• Problem statement:
Produce an exact copy of the lines below, starting at the first and ending with the line containing "Aktiviert das Zeichen-Werkzeug.".

• Exercise materials:
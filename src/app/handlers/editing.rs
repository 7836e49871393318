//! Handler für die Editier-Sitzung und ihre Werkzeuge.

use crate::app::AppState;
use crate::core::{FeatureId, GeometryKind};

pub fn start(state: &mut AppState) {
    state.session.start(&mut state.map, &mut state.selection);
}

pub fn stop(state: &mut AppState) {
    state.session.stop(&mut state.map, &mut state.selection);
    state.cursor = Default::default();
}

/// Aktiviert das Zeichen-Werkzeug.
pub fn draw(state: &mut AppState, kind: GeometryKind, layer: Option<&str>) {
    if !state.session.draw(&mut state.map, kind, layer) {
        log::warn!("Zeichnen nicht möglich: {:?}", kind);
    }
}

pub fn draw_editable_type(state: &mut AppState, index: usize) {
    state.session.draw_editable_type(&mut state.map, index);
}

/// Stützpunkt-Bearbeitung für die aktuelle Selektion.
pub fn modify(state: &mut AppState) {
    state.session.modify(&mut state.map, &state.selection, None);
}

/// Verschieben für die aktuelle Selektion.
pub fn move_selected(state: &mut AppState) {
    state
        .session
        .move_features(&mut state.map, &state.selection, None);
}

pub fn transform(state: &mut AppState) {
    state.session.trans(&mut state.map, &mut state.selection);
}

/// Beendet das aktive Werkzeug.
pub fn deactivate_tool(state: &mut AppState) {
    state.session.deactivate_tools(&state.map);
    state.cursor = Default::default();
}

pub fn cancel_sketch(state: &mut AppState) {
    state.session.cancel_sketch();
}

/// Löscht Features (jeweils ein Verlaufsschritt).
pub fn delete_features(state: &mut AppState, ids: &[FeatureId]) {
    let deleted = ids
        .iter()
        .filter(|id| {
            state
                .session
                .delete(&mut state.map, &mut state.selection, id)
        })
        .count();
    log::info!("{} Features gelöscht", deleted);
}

• Output of the task:
filename src/app/handlers/editing.rs
repository 7836e49871393318
//! Handler für die Editier-Sitzung und ihre Werkzeuge.

use crate::app::AppState;
use crate::core::{FeatureId, GeometryKind};

pub fn start(state: &mut AppState) {
    state.session.start(&mut state.map, &mut state.selection);
}

pub fn stop(state: &mut AppState) {
    state.session.stop(&mut state.map, &mut state.selection);
    state.cursor = Default::default();
}

/// Aktiviert das Zeichen-Werkzeug.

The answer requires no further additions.